GOOGLE IT! I'll say it again:
GOOGLE!
You overestimate the average person's objectivity.
All I'm saying is a typical person with a truthfully baffling health problem can go online and find information that points to how they're going to die in two weeks, and how they'll be okay but if it persists call a doctor two weeks from now, and how it's just stress, and how they want to get an EKG done to check out their heart, and how they PROBABLY have borderline personality disorder even though they just wanted to find out if that cough they had was serious-- and they'll be able to apply
every single one of those possibilities to themselves and, depending on how their mental state is that day, they're going to jump to either the worst case scenario or the best case scenario and ignore all the extremely much more likely possibilities in between.
People tend not to be objective when the subject of concern is their own body.
The internet is awesome. It's fucking
WONDERFUL, don't get me wrong-- but it also instills a false sense of omnipotence as people become over reliant on looking things up and care less about actually knowing things.
Doctors can (<--- keyword right there) be awesome, too-- fucking
WONDERFUL even. I'll even go as far to agree with you that a person should be as informed as possible before seeking medical help, unless faced with a life-threatening emergency.
For what it's worth, nobody heard "NSAID" and said "Bro, idk, go see a doctor."
OP clams to have mysterious head issues and you're sitting here playing 21 questions
pretending to be his doctor while advising him not to go see a doctor and google it instead.

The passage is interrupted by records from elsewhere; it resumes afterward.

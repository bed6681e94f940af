//! Status lines for the model productionization and backtest steps.

use crate::domain::BacktestSummary;
use crate::report::format::format_backtest;

/// Credit models reported as productionized.
pub const CREDIT_MODELS: [&str; 3] = [
    "Model A - Investment Grade",
    "Model B - High Yield",
    "Model C - Emerging Markets",
];

pub fn format_productionized() -> String {
    CREDIT_MODELS
        .iter()
        .map(|m| format!("Productionized: {m}\n"))
        .collect()
}

pub fn format_backtest_status(summary: &BacktestSummary) -> String {
    let mut out = format_backtest(summary);
    out.push_str("Backtesting Completed: Market Database Integrated with Credit Option Pricer\n");
    out
}
//! SVG rendering of the histogram and curve plots via Plotters.
//!
//! Only the SVG backend is compiled in, so rendering never needs a display
//! or system fonts (text sizes are estimated).

use std::error::Error;
use std::path::Path;

use plotters::prelude::*;

use crate::error::AppError;
use crate::plot::histogram::Histogram;
use crate::plot::{pad_range, range};

const SIZE: (u32, u32) = (800, 500);

pub fn write_histogram_svg(path: &Path, title: &str, hist: &Histogram) -> Result<(), AppError> {
    draw_histogram(SVGBackend::new(path, SIZE), title, hist)
        .map_err(|e| AppError::new(2, format!("Failed to render histogram SVG '{}': {e}", path.display())))
}

pub fn write_curve_svg(
    path: &Path,
    title: &str,
    knots: &[(f64, f64)],
    curve: &[(f64, f64)],
) -> Result<(), AppError> {
    draw_curve_overlay(SVGBackend::new(path, SIZE), title, knots, curve)
        .map_err(|e| AppError::new(2, format!("Failed to render curve SVG '{}': {e}", path.display())))
}

fn draw_histogram(backend: SVGBackend<'_>, title: &str, hist: &Histogram) -> Result<(), Box<dyn Error>> {
    let root = backend.into_drawing_area();
    root.fill(&WHITE)?;

    let x0 = hist.edges[0];
    let x1 = hist.edges[hist.edges.len() - 1];
    let y1 = hist.max_count().max(1) as f64 * 1.1;

    let mut chart = ChartBuilder::on(&root)
        .caption(title, ("sans-serif", 20))
        .margin(10)
        .x_label_area_size(30)
        .y_label_area_size(40)
        .build_cartesian_2d(x0..x1, 0.0..y1)?;

    chart
        .configure_mesh()
        .disable_x_mesh()
        .x_desc("residual")
        .y_desc("count")
        .draw()?;

    let fill = BLUE.mix(0.7).filled();
    chart
        .draw_series(
            hist.bins()
                .map(|(lo, hi, count)| Rectangle::new([(lo, 0.0), (hi, count as f64)], fill)),
        )?
        .label("Simulated Residuals")
        .legend(move |(x, y)| Rectangle::new([(x, y - 5), (x + 10, y + 5)], fill));

    chart
        .configure_series_labels()
        .border_style(&BLACK)
        .background_style(&WHITE.mix(0.8))
        .draw()?;

    root.present()?;
    Ok(())
}

fn draw_curve_overlay(
    backend: SVGBackend<'_>,
    title: &str,
    knots: &[(f64, f64)],
    curve: &[(f64, f64)],
) -> Result<(), Box<dyn Error>> {
    let root = backend.into_drawing_area();
    root.fill(&WHITE)?;

    let all = || knots.iter().chain(curve.iter());
    let (x0, x1) = range(all().map(|p| p.0)).unwrap_or((0.0, 1.0));
    let (y0, y1) = range(all().map(|p| p.1)).unwrap_or((0.0, 1.0));
    let (y0, y1) = pad_range(y0, y1, 0.05);

    let mut chart = ChartBuilder::on(&root)
        .caption(title, ("sans-serif", 20))
        .margin(10)
        .x_label_area_size(30)
        .y_label_area_size(40)
        .build_cartesian_2d(x0..x1, y0..y1)?;

    chart
        .configure_mesh()
        .x_desc("tenor (years)")
        .y_desc("spread (%)")
        .draw()?;

    chart
        .draw_series(LineSeries::new(curve.iter().copied(), &RED))?
        .label("Spline Interpolated Curve")
        .legend(|(x, y)| PathElement::new(vec![(x, y), (x + 20, y)], &RED));

    chart
        .draw_series(knots.iter().map(|&p| Circle::new(p, 4, BLUE.filled())))?
        .label("Original Data")
        .legend(|(x, y)| Circle::new((x + 10, y), 4, BLUE.filled()));

    chart
        .configure_series_labels()
        .border_style(&BLACK)
        .background_style(&WHITE.mix(0.8))
        .draw()?;

    root.present()?;
    Ok(())
}
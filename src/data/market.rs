//! Synthetic monthly market risk data for traded credit products.

use chrono::{Datelike, Months, NaiveDate};
use rand::Rng;
use rand::distributions::{Distribution, Uniform};

use crate::domain::{MarketDataSpec, MarketRiskRow, ValueRange};
use crate::error::AppError;

/// Generate one row per month end, starting with the month containing `spec.start`.
///
/// Each column is drawn independently and in full before the next one
/// (all investment grade spreads, then high yield spreads, then volatility),
/// so a given seed always yields the same table.
pub fn generate_market_data<R: Rng + ?Sized>(
    rng: &mut R,
    spec: &MarketDataSpec,
) -> Result<Vec<MarketRiskRow>, AppError> {
    if spec.periods == 0 {
        return Err(AppError::new(2, "Market data needs at least one period."));
    }
    for (name, range) in [
        ("investment grade spread", spec.investment_grade),
        ("high yield spread", spec.high_yield),
        ("market volatility", spec.volatility),
    ] {
        if !range.is_valid() {
            return Err(AppError::new(
                2,
                format!("Invalid {name} range [{}, {}).", range.min, range.max),
            ));
        }
    }

    let dates = month_ends(spec.start, spec.periods)?;
    let ig = draw_column(rng, spec.investment_grade, spec.periods);
    let hy = draw_column(rng, spec.high_yield, spec.periods);
    let vol = draw_column(rng, spec.volatility, spec.periods);

    Ok(dates
        .into_iter()
        .zip(ig)
        .zip(hy)
        .zip(vol)
        .map(|(((date, investment_grade_spread), high_yield_spread), market_volatility)| MarketRiskRow {
            date,
            investment_grade_spread,
            high_yield_spread,
            market_volatility,
        })
        .collect())
}

/// `periods` consecutive month-end dates, the first being the end of `start`'s month.
pub fn month_ends(start: NaiveDate, periods: usize) -> Result<Vec<NaiveDate>, AppError> {
    let first_of_month = start
        .with_day(1)
        .ok_or_else(|| AppError::new(2, "Invalid market data start date."))?;

    (0..periods)
        .map(|k| {
            u32::try_from(k + 1)
                .ok()
                .and_then(|m| first_of_month.checked_add_months(Months::new(m)))
                .and_then(|next_month| next_month.pred_opt())
                .ok_or_else(|| AppError::new(2, "Market data date range is out of bounds."))
        })
        .collect()
}

fn draw_column<R: Rng + ?Sized>(rng: &mut R, range: ValueRange, n: usize) -> Vec<f64> {
    let dist = Uniform::new(range.min, range.max);
    (0..n).map(|_| dist.sample(rng)).collect()
}

#[cfg(test)]
mod tests {
    use super::*;
    use approx::assert_relative_eq;
    use rand::SeedableRng;
    use rand::rngs::StdRng;

    fn seeded(seed: u64) -> Vec<MarketRiskRow> {
        let mut rng = StdRng::seed_from_u64(seed);
        generate_market_data(&mut rng, &MarketDataSpec::default()).unwrap()
    }

    #[test]
    fn same_seed_gives_identical_tables() {
        assert_eq!(seeded(42), seeded(42));
        assert_ne!(seeded(42), seeded(43));
    }

    #[test]
    fn dates_are_ascending_month_ends() {
        let rows = seeded(42);
        assert_eq!(rows.len(), 12);
        assert_eq!(rows[0].date, NaiveDate::from_ymd_opt(2023, 1, 31).unwrap());
        assert_eq!(rows[1].date, NaiveDate::from_ymd_opt(2023, 2, 28).unwrap());
        assert_eq!(rows[11].date, NaiveDate::from_ymd_opt(2023, 12, 31).unwrap());

        for w in rows.windows(2) {
            assert!(w[1].date > w[0].date);
        }
        for r in &rows {
            // Month end: the next day starts a new month.
            assert_eq!(r.date.succ_opt().unwrap().day(), 1);
        }
    }

    #[test]
    fn columns_respect_their_ranges() {
        let spec = MarketDataSpec::default();
        for seed in 0..20 {
            for r in seeded(seed) {
                assert!(spec.investment_grade.contains(r.investment_grade_spread));
                assert!(spec.high_yield.contains(r.high_yield_spread));
                assert!(spec.volatility.contains(r.market_volatility));
            }
        }
    }

    #[test]
    fn seed_42_first_row_is_pinned() {
        let rows = seeded(42);
        let first = &rows[0];
        assert_eq!(first.date, NaiveDate::from_ymd_opt(2023, 1, 31).unwrap());
        assert_relative_eq!(first.investment_grade_spread, 2.026557409002774, epsilon = 1e-12);
        assert_relative_eq!(first.high_yield_spread, 6.562597099567298, epsilon = 1e-12);
        assert_relative_eq!(first.market_volatility, 18.510108224798454, epsilon = 1e-12);
    }

    #[test]
    fn mid_month_start_aligns_to_month_end() {
        let start = NaiveDate::from_ymd_opt(2024, 1, 15).unwrap();
        let dates = month_ends(start, 3).unwrap();
        assert_eq!(
            dates,
            vec![
                NaiveDate::from_ymd_opt(2024, 1, 31).unwrap(),
                NaiveDate::from_ymd_opt(2024, 2, 29).unwrap(),
                NaiveDate::from_ymd_opt(2024, 3, 31).unwrap(),
            ]
        );
    }

    #[test]
    fn invalid_spec_is_rejected() {
        let mut rng = StdRng::seed_from_u64(1);
        let spec = MarketDataSpec {
            high_yield: ValueRange::new(9.0, 5.0),
            ..MarketDataSpec::default()
        };
        let err = generate_market_data(&mut rng, &spec).unwrap_err();
        assert_eq!(err.exit_code(), 2);

        let spec = MarketDataSpec {
            periods: 0,
            ..MarketDataSpec::default()
        };
        assert!(generate_market_data(&mut rng, &spec).is_err());
    }
}
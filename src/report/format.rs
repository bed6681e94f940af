//! Formatted terminal output.
//!
//! We keep formatting code in one place so:
//! - the generators and math stay print-free and testable
//! - output changes are localized (important for snapshot tests)

use crate::domain::{
    BacktestSummary, CurveInterpolation, MarketRiskRow, PortfolioPosition, RegressionFit, ResampleOutput,
};

/// First `head` rows of the market data table.
pub fn format_market_preview(project: &str, rows: &[MarketRiskRow], head: usize) -> String {
    let mut out = String::new();
    out.push_str(&format!("{project}: Market Risk Data\n"));
    push_line(
        &mut out,
        format!("{:<12} {:>12} {:>12} {:>12}", "date", "ig_spread", "hy_spread", "volatility"),
    );
    push_line(&mut out, format!("{:-<12} {:-<12} {:-<12} {:-<12}", "", "", "", ""));

    for r in rows.iter().take(head) {
        push_line(
            &mut out,
            format!(
                "{:<12} {:>12.6} {:>12.6} {:>12.6}",
                r.date.to_string(),
                r.investment_grade_spread,
                r.high_yield_spread,
                r.market_volatility
            ),
        );
    }
    push_more(&mut out, rows.len(), head);
    out
}

/// First `head` rows of the P&L impact table.
pub fn format_positions_preview(positions: &[PortfolioPosition], head: usize) -> String {
    let mut out = String::new();
    out.push_str("P&L Impact Testing Data:\n");
    push_line(
        &mut out,
        format!("{:<8} {:>16} {:>18}", "bond_id", "exposure_mm", "pnl_impact_mm"),
    );
    push_line(&mut out, format!("{:-<8} {:-<16} {:-<18}", "", "", ""));

    for p in positions.iter().take(head) {
        push_line(
            &mut out,
            format!(
                "{:<8} {:>16.6} {:>18.6}",
                p.bond_id, p.exposure_million, p.pnl_impact_million
            ),
        );
    }
    push_more(&mut out, positions.len(), head);
    out
}

pub fn format_regression(fit: &RegressionFit) -> String {
    let mut out = String::new();
    out.push_str(&format!(
        "Multivariate Regression R²: {:.3} (n={})\n",
        fit.r_squared, fit.n_obs
    ));
    out.push_str(&format!("- intercept   : {:.6}\n", fit.intercept));
    out.push_str(&format!("- coefficients: {}\n", fmt_vec(&fit.coefficients)));
    out
}

pub fn format_resample_summary(resample: &ResampleOutput) -> String {
    let n = resample.samples.len();
    let mut out = format!(
        "Inverse Transform Sampling: {n} draws from {} reference residuals in [{:.3}, {:.3}]\n",
        resample.reference_size, resample.reference_min, resample.reference_max
    );
    if n > 0 {
        let mean = resample.samples.iter().sum::<f64>() / n as f64;
        let var = resample.samples.iter().map(|v| (v - mean).powi(2)).sum::<f64>() / n as f64;
        out.push_str(&format!("- mean={mean:.4} sd={:.4}\n", var.sqrt()));
    }
    out
}

/// Interpolated grid as a two-column table.
pub fn format_curve(curve: &CurveInterpolation) -> String {
    let mut out = String::new();
    out.push_str(&format!(
        "Spread Curve Interpolation ({} knots, {:?} boundary, {} points):\n",
        curve.knots.len(),
        curve.boundary,
        curve.grid.tenors.len()
    ));
    push_line(&mut out, format!("{:>10} {:>10}", "tenor", "spread"));
    push_line(&mut out, format!("{:-<10} {:-<10}", "", ""));
    for (t, s) in curve.grid.points() {
        push_line(&mut out, format!("{t:>10.4} {s:>10.4}"));
    }
    out
}

pub fn format_backtest(summary: &BacktestSummary) -> String {
    format!(
        "Backtest price ratios (model/market): n={} mean={:.4} min={:.4} max={:.4}\n",
        summary.ratios.len(),
        summary.mean,
        summary.min,
        summary.max
    )
}

fn push_line(out: &mut String, line: String) {
    out.push_str(line.trim_end());
    out.push('\n');
}

fn push_more(out: &mut String, total: usize, head: usize) {
    if total > head {
        out.push_str(&format!("... ({} more rows)\n", total - head));
    }
}

fn fmt_vec(v: &[f64]) -> String {
    let parts: Vec<String> = v.iter().map(|x| format!("{x:.6}")).collect();
    format!("[{}]", parts.join(", "))
}
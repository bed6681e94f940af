//! Fixed-size text plots for the terminal.
//!
//! Output is fully deterministic, which keeps the golden tests below stable.
//!
//! Glyphs: `o` curve knot, `-` interpolated curve, `#` histogram bar.

use crate::plot::histogram::Histogram;
use crate::plot::{pad_range, range};

/// Render knots and an interpolated curve on one grid.
pub fn render_curve_overlay(knots: &[(f64, f64)], curve: &[(f64, f64)], width: usize, height: usize) -> String {
    let points = || knots.iter().chain(curve.iter());
    let x_range = range(points().map(|p| p.0)).unwrap_or((0.0, 1.0));
    let (y_lo, y_hi) = range(points().map(|p| p.1)).unwrap_or((0.0, 1.0));
    let y_range = pad_range(y_lo, y_hi, 0.05);

    let mut canvas = Canvas::new(width.max(10), height.max(5), x_range, y_range);
    canvas.polyline(curve, '-');
    // Knots go last so they stay visible on top of the curve.
    for &(x, y) in knots {
        let cell = canvas.cell(x, y);
        canvas.set(cell, 'o');
    }

    let header = format!(
        "Plot: tenor=[{:.3}, {:.3}] years | spread=[{:.2}, {:.2}]%",
        x_range.0, x_range.1, y_range.0, y_range.1
    );
    canvas.render(&header)
}

/// Render a histogram as horizontal bars, one line per bin.
pub fn render_histogram(hist: &Histogram, width: usize) -> String {
    let width = width.max(10);
    let peak = hist.max_count();

    let mut out = format!(
        "Histogram: n={} | bins={} | max count={peak}\n",
        hist.total(),
        hist.counts.len()
    );
    for (lo, hi, count) in hist.bins() {
        let len = match peak {
            0 => 0,
            _ => (count as f64 * width as f64 / peak as f64).round() as usize,
        };
        let bar = "#".repeat(len);
        out.push_str(&format!("{lo:>8.3} .. {hi:>8.3} | {bar:<width$} {count}\n"));
    }
    out
}

/// Character grid with a data-to-cell mapping; row 0 is the top (largest y).
struct Canvas {
    cells: Vec<Vec<char>>,
    x_range: (f64, f64),
    y_range: (f64, f64),
}

impl Canvas {
    fn new(width: usize, height: usize, x_range: (f64, f64), y_range: (f64, f64)) -> Self {
        Self {
            cells: vec![vec![' '; width]; height],
            x_range,
            y_range,
        }
    }

    fn width(&self) -> usize {
        self.cells[0].len()
    }

    fn height(&self) -> usize {
        self.cells.len()
    }

    /// `(column, row)` of a data point, clamped to the grid.
    fn cell(&self, x: f64, y: f64) -> (usize, usize) {
        let col = fraction(x, self.x_range) * (self.width() - 1) as f64;
        let row = (1.0 - fraction(y, self.y_range)) * (self.height() - 1) as f64;
        (col.round() as usize, row.round() as usize)
    }

    fn set(&mut self, (col, row): (usize, usize), ch: char) {
        self.cells[row][col] = ch;
    }

    fn set_if_blank(&mut self, cell: (usize, usize), ch: char) {
        if self.cells[cell.1][cell.0] == ' ' {
            self.set(cell, ch);
        }
    }

    /// Connect consecutive points with straight segments.
    fn polyline(&mut self, points: &[(f64, f64)], ch: char) {
        let cells: Vec<(usize, usize)> = points.iter().map(|&(x, y)| self.cell(x, y)).collect();
        match cells.as_slice() {
            [] => {}
            [only] => self.set_if_blank(*only, ch),
            _ => {
                for pair in cells.windows(2) {
                    self.segment(pair[0], pair[1], ch);
                }
            }
        }
    }

    /// Straight segment between two cells (DDA); occupied cells are left alone.
    fn segment(&mut self, from: (usize, usize), to: (usize, usize), ch: char) {
        let (c0, r0) = (from.0 as f64, from.1 as f64);
        let (dc, dr) = (to.0 as f64 - c0, to.1 as f64 - r0);
        let steps = dc.abs().max(dr.abs()) as usize;
        if steps == 0 {
            self.set_if_blank(from, ch);
            return;
        }
        for i in 0..=steps {
            let t = i as f64 / steps as f64;
            let cell = ((c0 + t * dc).round() as usize, (r0 + t * dr).round() as usize);
            self.set_if_blank(cell, ch);
        }
    }

    fn render(self, header: &str) -> String {
        let mut out = format!("{header}\n");
        for row in self.cells {
            let line: String = row.into_iter().collect();
            out.push_str(line.trim_end());
            out.push('\n');
        }
        out
    }
}

/// Position of `v` inside `(lo, hi)` as a fraction in `[0, 1]`.
fn fraction(v: f64, (lo, hi): (f64, f64)) -> f64 {
    ((v - lo) / (hi - lo)).clamp(0.0, 1.0)
}
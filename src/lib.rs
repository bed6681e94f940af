//! `credit-risk` library crate.
//!
//! The binary (`crisk`) is a thin wrapper around this library so that:
//!
//! - every unit is testable without spawning processes
//! - generators and math never print; presentation lives in `report` and `plot`

pub mod app;
pub mod cli;
pub mod data;
pub mod domain;
pub mod error;
pub mod io;
pub mod math;
pub mod plot;
pub mod report;
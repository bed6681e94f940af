//! Mathematical utilities: least squares, cubic splines, empirical quantiles.

pub mod inverse_transform;
pub mod ols;
pub mod spline;

pub use inverse_transform::*;
pub use ols::*;
pub use spline::*;
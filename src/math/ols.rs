//! Ordinary least squares with intercept.
//!
//! We solve small regression problems of the form:
//!
//! ```text
//! minimize Σ (y_i - β0 - x_i^T β)^2
//! ```
//!
//! Implementation choices:
//! - The intercept is handled by prepending a column of ones to the design.
//! - We solve with SVD so tall (more rows than columns) systems are handled
//!   directly. (Nalgebra's `QR::solve` is intended for square systems.)
//! - Rank deficiency is detected from the singular values and reported as an
//!   error instead of returning an arbitrary minimum-norm solution.

use nalgebra::{DMatrix, DVector};

use crate::domain::RegressionFit;
use crate::error::NumericError;

/// Smallest accepted ratio between the smallest and largest singular value.
const RANK_TOL: f64 = 1e-10;

/// Solve a least squares problem using SVD.
///
/// Returns `SingularMatrix` if the design is rank deficient.
pub fn solve_least_squares(x: &DMatrix<f64>, y: &DVector<f64>) -> Result<DVector<f64>, NumericError> {
    if x.nrows() != y.len() {
        return Err(NumericError::DimensionMismatch {
            rows: x.nrows(),
            targets: y.len(),
        });
    }

    let svd = x.clone().svd(true, true);
    let sv_max = svd.singular_values.max();
    let sv_min = svd.singular_values.min();
    if !(sv_max > 0.0 && sv_min / sv_max >= RANK_TOL) {
        return Err(NumericError::singular(format!(
            "design matrix is rank deficient (singular values {sv_min:.3e}..{sv_max:.3e})"
        )));
    }

    let beta = svd
        .solve(y, RANK_TOL * sv_max)
        .map_err(|e| NumericError::singular(format!("SVD solve failed: {e}")))?;
    if !beta.iter().all(|v| v.is_finite()) {
        return Err(NumericError::singular("least squares solution is not finite"));
    }
    Ok(beta)
}

/// Fit `y = β0 + X β` and report the coefficient of determination.
///
/// Requires more observations than parameters and a full-rank design.
pub fn fit_ols(x: &DMatrix<f64>, y: &DVector<f64>) -> Result<RegressionFit, NumericError> {
    let (rows, cols) = x.shape();
    if rows != y.len() {
        return Err(NumericError::DimensionMismatch { rows, targets: y.len() });
    }
    let n_params = cols + 1;
    if rows <= n_params {
        return Err(NumericError::InsufficientData {
            required: n_params + 1,
            actual: rows,
        });
    }
    if !(x.iter().all(|v| v.is_finite()) && y.iter().all(|v| v.is_finite())) {
        return Err(NumericError::invalid_input("regression inputs must be finite"));
    }

    let design = DMatrix::from_fn(rows, n_params, |i, j| if j == 0 { 1.0 } else { x[(i, j - 1)] });
    let beta = solve_least_squares(&design, y)?;
    let fitted = &design * &beta;

    Ok(RegressionFit {
        intercept: beta[0],
        coefficients: beta.iter().skip(1).copied().collect(),
        r_squared: r_squared(y, &fitted),
        n_obs: rows,
    })
}

/// `R² = 1 - SS_res / SS_tot`.
///
/// A constant target has `SS_tot = 0`; we report 1.0 for an exact fit and 0.0 otherwise.
pub fn r_squared(y: &DVector<f64>, fitted: &DVector<f64>) -> f64 {
    let mean = y.mean();
    let ss_res: f64 = y.iter().zip(fitted.iter()).map(|(a, b)| (a - b).powi(2)).sum();
    let ss_tot: f64 = y.iter().map(|v| (v - mean).powi(2)).sum();

    if ss_tot == 0.0 {
        return if ss_res == 0.0 { 1.0 } else { 0.0 };
    }
    1.0 - ss_res / ss_tot
}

Fuck how eloquently you can put a sentence together, they're something wrong with the way you think, bro. Maybe you think you're smarter than everybody, maybe you're unable to hold onto the concept that everybody thinks differently than you, maybe you distrust anything that's not behind a computer screen, or maybe you're just bad at giving medical advice.... because that's all you're doing here, giving advice, pulling possibilities out of your ass and then acting like we're lesser-than's because we don't treat Google like an all-knowing medical omnibus?
Google knows damn near everything, but it's up to the people using it to differentiate between truth and falsehoods. People are bad at that in times of stress. Medical emergencies are stressful times.
Put the shit together, man, the line of thinking isn't really that difficult to follow unless you're one of the people I'm referring to.... which would be a shame, because up until that last post you were beginning to convince me otherwise.